While some of the usual partisan divides seem to be crumbling, that isn’t a new situation for Farber, who counts prominent Republicans in his inner circle.
“I have so many friends that are Republicans that it’s tough to divide us up. We care a lot about the same things.” Noting that Brown, a former Republican U.S. senator, works just down the hall, Farber adds, “It’s tough not to work together to get a lot of things done.”
Farber says he learned early the value of reaching across the aisle. When he was running Romer’s first campaign for governor, he recalled, “There was a guy named Bill Coors, who was supporting every Republican. I went up to him at a meeting I was at and said, ‘Roy Romer thinks the world of you, are you going to support him?’ He said, ‘You know, I’d like to, but I just don’t know if I can get away with it in my house.’ I said, ‘What if I went to some of the key Republican business people and they said they’d support you, I assume you’d be thrilled with that?’ He said OK. We had like 30 Republicans. It taught me a good lesson: Don’t worry about what party they are.”
For Farber, it’s all about getting to the table and finding solutions.
He lamented the recent divide over whether the United States should accept Syrian refugees. “We’ve heard all our lives — when I was a young kid, the immigrants were settling in Denver. I’m an American. America is based on opening our doors to people, being civil to people who need help. We’ve always been that way.” But the answer isn’t to draw lines and score political points, he said. “It is a crisis, and I hate to see us not solving problems that are there to be solved. If somebody said to me, ‘Will you sit down and work on a committee to solve this?’ I would do it. Nothing’s insolvable.”

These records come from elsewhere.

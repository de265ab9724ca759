//! High-level orchestration for building and exporting the function index.
//!
//! [`prepare_function_index`] is the file-based entry point used by the CLI;
//! [`build_function_index`] runs both phases on in-memory inputs.

use crate::{
    config::{self, model::IndexConfig},
    core::{
        normalize::PathNormalizer,
        summary::{RunSummary, SummaryStopwatch},
    },
    export::json,
    graph::builder,
    input,
    model::{
        descriptor::{AnalyzedFunction, CallEdge},
        index::AnnotatedIndex,
    },
};
use anyhow::{Context, Result, bail};
use std::path::{Path, PathBuf};
use tracing::info;

/// Inputs of one extraction run.
#[derive(Debug, Clone)]
pub struct RunOptions {
    /// Project root; source paths are made relative to it.
    pub project_dir: PathBuf,
    /// Analyzed-function descriptors (JSONL).
    pub functions: PathBuf,
    /// Call edges (JSONL, or DOT by extension).
    pub edges: PathBuf,
    /// Output base name; `.json` is appended.
    pub output_base: PathBuf,
    /// Explicit config file; otherwise `<project_dir>/.funcgraph.yml` if present.
    pub config: Option<PathBuf>,
}

#[derive(Debug, Clone)]
pub struct RunOutcome {
    pub output_path: PathBuf,
    pub summary: RunSummary,
}

/// Run both phases over in-memory inputs.
///
/// Phase 1 fully populates the index before any edge is looked at.
pub fn build_function_index(
    functions: &[AnalyzedFunction],
    edges: &[CallEdge],
    project_root: &Path,
    cfg: &IndexConfig,
) -> Result<(AnnotatedIndex, RunSummary)> {
    let normalizer = PathNormalizer::new(project_root);
    let (index, build) = builder::populate(functions, &normalizer, cfg)?;
    let (annotated, annotate) = index.annotate(edges, cfg.policies.missing_caller);
    Ok((annotated, RunSummary::from_reports(&build, &annotate)))
}

/// Load inputs, build the index, and export it to `<output_base>.json`.
///
/// # Steps:
/// 1. **Config**: explicit file, project default file, or defaults.
/// 2. **Load** function descriptors and call edges.
/// 3. **Build** one record per qualified name (phase 1).
/// 4. **Annotate** records with call edges (phase 2).
/// 5. **Export** the annotated index atomically.
#[tracing::instrument(level = "info", skip_all, fields(root = %opts.project_dir.display()))]
pub fn prepare_function_index(opts: &RunOptions) -> Result<RunOutcome> {
    let mut sw = SummaryStopwatch::start();

    // Absolute but not canonical: descriptor paths are compared as the
    // analysis pass recorded them, symlinks included.
    let root = std::path::absolute(&opts.project_dir)
        .with_context(|| format!("resolve project dir {}", opts.project_dir.display()))?;
    if !root.is_dir() {
        bail!("project dir {} is not a directory", root.display());
    }
    let cfg = config::load_or_default(&root, opts.config.as_deref())?;
    info!("Configuration loaded");

    let functions = input::jsonl::read_functions(&opts.functions)?;
    let edges = input::read_edges(&opts.edges)?;
    sw.stop_load();

    let normalizer = PathNormalizer::new(&root);
    let (index, build) = builder::populate(&functions, &normalizer, &cfg)?;
    sw.stop_build();

    let (annotated, annotate) = index.annotate(&edges, cfg.policies.missing_caller);
    sw.stop_annotate();

    let output_path = json::export_index(&annotated, &json::output_path_for(&opts.output_base))?;
    sw.stop_export();

    let summary = RunSummary::from_reports(&build, &annotate).with_timings(sw.into_timings());
    info!(
        records = summary.counts.records,
        edges_applied = summary.counts.edges_applied,
        total_ms = summary.timings_ms.total as u64,
        out = %output_path.display(),
        "Function index exported"
    );

    Ok(RunOutcome {
        output_path,
        summary,
    })
}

It’s a point driven home by a health scare last summer, some dozen years after Farber’s son Gregg donated a kidney to his father — Farber wrote a book after receiving the transplant and started the American Transplant Foundation, which works to eliminate the shortage of transplant organs and has saved lives in 35 states — when Farber was diagnosed with liver cancer. A team at Anschutz Medical Center, he recalled, told him, “‘We’re going to give you one shot, and if that works, it’ll clear the cancer from your system, and if it doesn’t, we’ll figure something else,’” Farber said. “They gave me the shot and I went back five weeks later and they gave me the scan, and it was clean. I had a lot of people praying, Jews and non-Jews, maybe Syrians,” he said with a smile. “But whatever it was, I was plain lucky, and I’ll do whatever I can do to help people save their lives. Maybe that wasn’t my time to go yet.”

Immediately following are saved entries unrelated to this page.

//! Phase 1: turn analyzed-function descriptors into index records.
//!
//! One pass over the descriptors, no edges. Records are keyed by qualified
//! name; a repeated key replaces the earlier record (last write wins).

use crate::config::model::IndexConfig;
use crate::core::{
    normalize::{PathNormalizer, build_globset, is_ignored_by},
    signature,
};
use crate::errors::{DescriptorError, PathError};
use crate::model::{
    descriptor::AnalyzedFunction, index::FunctionIndex, record::FunctionRecord, span::SourceRange,
};
use tracing::{debug, info, warn};

/// Counters for one phase-1 pass.
#[derive(Debug, Clone, Default, PartialEq, Eq)]
pub struct BuildReport {
    pub seen: usize,
    /// Records written into the index, overwrites included.
    pub inserted: usize,
    pub overwritten: usize,
    pub skipped_filtered: usize,
    pub skipped_synthetic: usize,
    pub skipped_outside_root: usize,
    pub skipped_over_limit: usize,
    pub malformed_parameters: usize,
}

impl BuildReport {
    pub fn skipped(&self) -> usize {
        self.skipped_filtered
            + self.skipped_synthetic
            + self.skipped_outside_root
            + self.skipped_over_limit
    }
}

/// A record plus the parameter descriptors that could not be parsed.
#[derive(Debug, Clone)]
pub struct BuiltRecord {
    pub record: FunctionRecord,
    pub malformed: Vec<DescriptorError>,
}

/// Source extent of a function.
///
/// Source-defined functions with a syntax node span that node. Synthetic
/// functions, and any function without a syntax node, collapse to their
/// declared position: `[line, col, line, col]`.
pub fn function_range(func: &AnalyzedFunction) -> SourceRange {
    match (&func.syntax, func.is_synthetic()) {
        (Some(extent), false) => SourceRange::new(extent.start, extent.end),
        _ => SourceRange::point(func.pos.point()),
    }
}

/// Compose path normalization and signature extraction into one record.
pub fn build_record(
    func: &AnalyzedFunction,
    normalizer: &PathNormalizer,
) -> Result<BuiltRecord, PathError> {
    let file_id = normalizer.relativize(&func.pos.file)?;
    let sig = signature::extract(func);

    if !func.is_synthetic() && func.syntax.is_none() {
        debug!(function = %func.qualified_name, "no syntax extent; using declared position");
    }

    let record = FunctionRecord {
        qualified_name: sig.qualified_name,
        name: sig.name,
        file_id,
        range: function_range(func),
        return_type: sig.return_type,
        parameters: sig.parameters,
        signature: sig.signature,
        ..FunctionRecord::default()
    };

    Ok(BuiltRecord {
        record,
        malformed: sig.malformed,
    })
}

/// Build the phase-1 index from `functions`.
///
/// Fails fast with [`PathError::OutsideRoot`] unless
/// `policies.skip_outside_root` is set. Malformed parameter descriptors are
/// logged and counted; they never abort the pass.
pub fn populate<'a, I>(
    functions: I,
    normalizer: &PathNormalizer,
    cfg: &IndexConfig,
) -> Result<(FunctionIndex, BuildReport), PathError>
where
    I: IntoIterator<Item = &'a AnalyzedFunction>,
{
    let ignore = build_globset(&cfg.filters.ignore_globs);
    let max = cfg.limits.max_functions;

    let mut index = FunctionIndex::new();
    let mut report = BuildReport::default();

    for func in functions {
        report.seen += 1;

        if max > 0 && report.seen > max {
            if report.skipped_over_limit == 0 {
                warn!(max_functions = max, "function limit reached; ignoring the rest");
            }
            report.skipped_over_limit += 1;
            continue;
        }

        if cfg.filters.exclude_synthetic && func.is_synthetic() {
            debug!(function = %func.qualified_name, synthetic = %func.synthetic, "skip synthetic");
            report.skipped_synthetic += 1;
            continue;
        }

        let built = match build_record(func, normalizer) {
            Ok(b) => b,
            Err(err) if cfg.policies.skip_outside_root => {
                warn!(function = %func.qualified_name, error = %err, "skip function");
                report.skipped_outside_root += 1;
                continue;
            }
            Err(err) => return Err(err),
        };

        if is_ignored_by(&built.record.file_id, ignore.as_ref()) {
            debug!(function = %func.qualified_name, file = %built.record.file_id, "skip ignored file");
            report.skipped_filtered += 1;
            continue;
        }

        for err in &built.malformed {
            warn!(function = %func.qualified_name, error = %err, "keeping raw parameter text");
        }
        report.malformed_parameters += built.malformed.len();

        if let Some(prev) = index.insert(built.record) {
            debug!(
                function = %prev.qualified_name,
                previous_file = %prev.file_id,
                "duplicate qualified name; last write wins"
            );
            report.overwritten += 1;
        }
        report.inserted += 1;
    }

    info!(
        seen = report.seen,
        records = index.len(),
        overwritten = report.overwritten,
        skipped = report.skipped(),
        malformed_parameters = report.malformed_parameters,
        "function records built"
    );
    Ok((index, report))
}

Looking ahead, Farber declined to speculate about future campaigns in Colorado — “You never know in politics what’s around the corner, what’s the next thing,” he said — although he did drop a suggestion that longtime political ally Ken Salazar has at least one more campaign ahead.
“There’s different rules for every election,” he said. “You sit back and you wonder who’s going to run that election, what your involvement’s going to be. I expect at some point they’ll come and say, ‘Thanks, Steve, you’ve done a great job,’” he smiled. “Whatever I’ve done, I hope I’ve gotten as much out of it as the candidates. It’s an opportunity presented you just can’t not take advantage of.”